Winning numbers for 2 draws on April 24, 2026 in Ohio.
Draw times: D, Evening.
Our take on the Pick 5 results
April 24, 2026Pick 5 report — Friday midday, April 24, 2026: 71114 shows a notable pattern
On Friday midday, April 24, 2026, the Pick 5 draw in Ohio brought 71114 back after days away. Given an expected cadence of 1 in 100,000 draws, this interval places the result well beyond typical spacing and makes it a meaningful entry for long-term distribution tracking.
Overview
On Friday midday, April 24, 2026, the Pick 5 draw in Ohio brought 71114 back after days away. Given an expected cadence of 1 in 100,000 draws, this interval places the result well beyond typical spacing and makes it a meaningful entry for long-term distribution tracking.

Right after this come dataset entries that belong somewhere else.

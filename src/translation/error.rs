//! 翻译模块统一错误处理
//!
//! 提供结构化错误类型和错误处理机制

use std::fmt;

use thiserror::Error;

use crate::env::EnvError;

/// 翻译错误类型
#[derive(Error, Debug, Clone, PartialEq)]
pub enum TranslationError {
    /// 配置错误（构造阶段致命，不会出现在单个请求中）
    #[error("配置错误: {0}")]
    ConfigError(String),

    /// 速率限制错误
    #[error("请求过于频繁，请稍后再试")]
    RateLimitExceeded,

    /// 输入文本超过长度上限
    #[error("文本长度超过限制（最大{max}字符，实际{length}字符）")]
    InputTooLarge { length: usize, max: usize },

    /// 输入验证错误
    #[error("输入无效: {0}")]
    InvalidInput(String),

    /// 翻译服务提供方错误（网络、非200状态、无法解析的响应）
    #[error("翻译失败: {0}")]
    ProviderFailure(String),

    /// 缓存已满，新结果不会被缓存
    #[error("缓存已满（最大容量: {max_size}）")]
    CacheFull { max_size: usize },

    /// 超时错误
    #[error("操作超时: {0}")]
    TimeoutError(String),

    /// 内部错误
    #[error("内部错误: {0}")]
    InternalError(String),
}

impl TranslationError {
    /// 检查错误是否可重试
    pub fn is_retryable(&self) -> bool {
        match self {
            TranslationError::ProviderFailure(_) => true,
            TranslationError::TimeoutError(_) => true,
            TranslationError::RateLimitExceeded => false, // 需要等待
            TranslationError::CacheFull { .. } => false,
            TranslationError::ConfigError(_) => false,
            TranslationError::InputTooLarge { .. } => false,
            TranslationError::InvalidInput(_) => false,
            TranslationError::InternalError(_) => false,
        }
    }

    /// 获取错误的严重程度
    pub fn severity(&self) -> ErrorSeverity {
        match self {
            TranslationError::ConfigError(_) => ErrorSeverity::Critical,
            TranslationError::RateLimitExceeded => ErrorSeverity::Warning,
            TranslationError::InputTooLarge { .. } => ErrorSeverity::Info,
            TranslationError::InvalidInput(_) => ErrorSeverity::Info,
            TranslationError::ProviderFailure(_) => ErrorSeverity::Error,
            TranslationError::CacheFull { .. } => ErrorSeverity::Warning,
            TranslationError::TimeoutError(_) => ErrorSeverity::Warning,
            TranslationError::InternalError(_) => ErrorSeverity::Critical,
        }
    }

    /// 获取错误类别
    ///
    /// 类别决定调用方看到的状态分类：限流、输入错误或上游失败。
    pub fn category(&self) -> ErrorCategory {
        match self {
            TranslationError::ConfigError(_) => ErrorCategory::Configuration,
            TranslationError::RateLimitExceeded => ErrorCategory::RateLimit,
            TranslationError::InputTooLarge { .. } => ErrorCategory::Input,
            TranslationError::InvalidInput(_) => ErrorCategory::Input,
            TranslationError::ProviderFailure(_) => ErrorCategory::Upstream,
            TranslationError::TimeoutError(_) => ErrorCategory::Upstream,
            TranslationError::CacheFull { .. } => ErrorCategory::Cache,
            TranslationError::InternalError(_) => ErrorCategory::Internal,
        }
    }

    /// 创建带上下文的错误
    pub fn with_context<T: fmt::Display>(mut self, context: T) -> Self {
        let current_msg = match &self {
            TranslationError::ConfigError(msg)
            | TranslationError::InvalidInput(msg)
            | TranslationError::ProviderFailure(msg)
            | TranslationError::TimeoutError(msg)
            | TranslationError::InternalError(msg) => Some(msg.clone()),
            // 结构化变体不携带自由文本
            _ => None,
        };
        let Some(current_msg) = current_msg else {
            return self;
        };
        let new_msg = format!("{} (上下文: {})", current_msg, context);

        match &mut self {
            TranslationError::ConfigError(msg)
            | TranslationError::InvalidInput(msg)
            | TranslationError::ProviderFailure(msg)
            | TranslationError::TimeoutError(msg)
            | TranslationError::InternalError(msg) => *msg = new_msg,
            _ => {}
        }

        self
    }
}

/// 错误严重程度
#[derive(Debug, Clone, Copy, PartialEq, Eq, PartialOrd, Ord, Hash)]
pub enum ErrorSeverity {
    Info,
    Warning,
    Error,
    Critical,
}

/// 错误类别
#[derive(Debug, Clone, Copy, PartialEq, Eq, Hash)]
pub enum ErrorCategory {
    Configuration,
    RateLimit,
    Input,
    Upstream,
    Cache,
    Internal,
}

impl From<EnvError> for TranslationError {
    fn from(error: EnvError) -> Self {
        TranslationError::ConfigError(error.to_string())
    }
}

impl From<std::io::Error> for TranslationError {
    fn from(error: std::io::Error) -> Self {
        TranslationError::InternalError(format!("IO错误: {}", error))
    }
}

impl From<serde_json::Error> for TranslationError {
    fn from(error: serde_json::Error) -> Self {
        TranslationError::ConfigError(format!("JSON解析错误: {}", error))
    }
}

impl From<toml::de::Error> for TranslationError {
    fn from(error: toml::de::Error) -> Self {
        TranslationError::ConfigError(format!("TOML解析错误: {}", error))
    }
}

impl From<tokio::time::error::Elapsed> for TranslationError {
    fn from(error: tokio::time::error::Elapsed) -> Self {
        TranslationError::TimeoutError(format!("异步操作超时: {}", error))
    }
}

/// 错误结果类型别名
pub type TranslationResult<T> = Result<T, TranslationError>;

/// 错误处理助手函数
pub mod helpers {
    use super::*;

    /// 记录并返回错误
    pub fn log_error<T>(error: TranslationError) -> TranslationResult<T> {
        match error.severity() {
            ErrorSeverity::Info => tracing::info!("翻译信息: {}", error),
            ErrorSeverity::Warning => tracing::warn!("翻译警告: {}", error),
            ErrorSeverity::Error => tracing::error!("翻译错误: {}", error),
            ErrorSeverity::Critical => tracing::error!("翻译严重错误: {}", error),
        }

        Err(error)
    }

    /// 创建配置错误
    pub fn config_error<T: fmt::Display>(msg: T) -> TranslationError {
        TranslationError::ConfigError(msg.to_string())
    }

    /// 创建输入验证错误
    pub fn validation_error<T: fmt::Display>(msg: T) -> TranslationError {
        TranslationError::InvalidInput(msg.to_string())
    }

    /// 创建上游服务错误
    pub fn provider_error<T: fmt::Display>(msg: T) -> TranslationError {
        TranslationError::ProviderFailure(msg.to_string())
    }
}

#[cfg(test)]
mod tests {
    use super::*;

    #[test]
    fn test_category_classification() {
        assert_eq!(
            TranslationError::RateLimitExceeded.category(),
            ErrorCategory::RateLimit
        );
        assert_eq!(
            TranslationError::InputTooLarge { length: 10, max: 5 }.category(),
            ErrorCategory::Input
        );
        assert_eq!(
            TranslationError::ProviderFailure("502".into()).category(),
            ErrorCategory::Upstream
        );
        assert_eq!(
            TranslationError::TimeoutError("30s".into()).category(),
            ErrorCategory::Upstream
        );
        assert_eq!(
            TranslationError::CacheFull { max_size: 2 }.category(),
            ErrorCategory::Cache
        );
    }

    #[test]
    fn test_messages_are_human_readable() {
        let err = TranslationError::InputTooLarge { length: 6000, max: 5000 };
        assert!(err.to_string().contains("5000"));

        let err = TranslationError::CacheFull { max_size: 2 };
        assert!(err.to_string().contains('2'));
    }

    #[test]
    fn test_with_context() {
        let err = helpers::provider_error("HTTP 500").with_context("chunk 2");
        assert_eq!(
            err,
            TranslationError::ProviderFailure("HTTP 500 (上下文: chunk 2)".to_string())
        );

        // 结构化变体保持不变
        let err = TranslationError::RateLimitExceeded.with_context("ignored");
        assert_eq!(err, TranslationError::RateLimitExceeded);
    }

    #[test]
    fn test_retryable() {
        assert!(TranslationError::ProviderFailure("x".into()).is_retryable());
        assert!(!TranslationError::RateLimitExceeded.is_retryable());
        assert!(!TranslationError::InvalidInput("x".into()).is_retryable());
    }
}
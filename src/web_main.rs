//! Web 服务器主程序入口

use std::sync::Arc;

use clap::Parser;
use doubao_translator::env::{core as env_core, EnvVar};
use doubao_translator::translation::{ConfigManager, TranslationService};
use doubao_translator::web::{WebConfig, WebServer};

/// 豆包翻译服务
#[derive(Parser, Debug)]
#[command(name = "doubao-translator", version, about)]
struct Args {
    /// 绑定地址（默认读取 BIND_ADDRESS，否则 0.0.0.0）
    #[arg(short, long)]
    bind: Option<String>,

    /// 监听端口（默认读取 PORT，否则 5000）
    #[arg(short, long)]
    port: Option<u16>,

    /// 配置文件路径（TOML 或 JSON）
    #[arg(short, long)]
    config: Option<String>,

    /// 打印环境变量说明后退出
    #[arg(long)]
    env_docs: bool,
}

#[tokio::main]
async fn main() -> Result<(), Box<dyn std::error::Error>> {
    let args = Args::parse();

    if args.env_docs {
        println!("{}", doubao_translator::env::generate_env_docs());
        return Ok(());
    }

    init_logging();

    let manager = match args.config {
        Some(path) => ConfigManager::from_file(&path)?,
        None => ConfigManager::new()?,
    };
    let config = manager.into_config();

    let mut web_config = WebConfig::default();
    if let Some(bind) = args.bind {
        web_config.bind_addr = bind;
    }
    if let Some(port) = args.port {
        web_config.port = port;
    }
    web_config.validate()?;

    let service = Arc::new(TranslationService::from_config(&config)?);
    tracing::info!(
        "缓存: 容量 {}，TTL {:?}；限流: 每分钟 {} 次，突发 {}",
        config.cache_max_size,
        config.cache_ttl(),
        config.rate_limit_rpm,
        config.rate_limit_burst
    );

    let server = WebServer::new(web_config, service);
    server.start().await?;

    Ok(())
}

/// 根据 LOG_LEVEL 与 NO_COLOR 初始化日志
fn init_logging() {
    let level = env_core::LogLevel::get()
        .ok()
        .and_then(|level| level.parse::<tracing::Level>().ok())
        .unwrap_or(tracing::Level::INFO);
    let no_color = env_core::NoColor::get().unwrap_or(false);

    tracing_subscriber::fmt()
        .with_max_level(level)
        .with_ansi(!no_color)
        .with_target(false)
        .init();
}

A Subtle Pattern in the Digits
Another layer of context comes from digit overlap: 4 showed up in 71114 and reappeared in 46027. While a single repeat is not a signal, repeated overlaps across days can reveal short-term clustering behavior.
Combo Profile
Beyond the drought, the digits show a clean structure: 3 distinct digits with a repeated digit, spanning 1 to 7 (wide spread).
Why Droughts Matter
Droughts do not indicate what will happen next - they simply document what has already occurred. Their value lies in measuring distribution over long horizons and identifying when a combination performs far above or below its expected appearance rate.
Data Notes
This analysis uses the draw results recorded for Friday midday, April 24, 2026 and compares them against the observed historical cadence for the game. This is descriptive, based on frequency tracking - not predictive modeling.
From Stepzero
At Stepzero, the priority is accuracy and context. This report is intended as a historical record entry, not a forecast.
Additional Context
Long-horizon tracking is the only reliable way to separate short-term noise from persistent drift. By logging each outcome against its expected cadence, the system builds a distribution profile that becomes more stable as the sample grows.
Adding to the Long-Term Record
In long-horizon tracking, 71114 adds one more entry by one more data point. Stability comes from the growing record, not any one draw.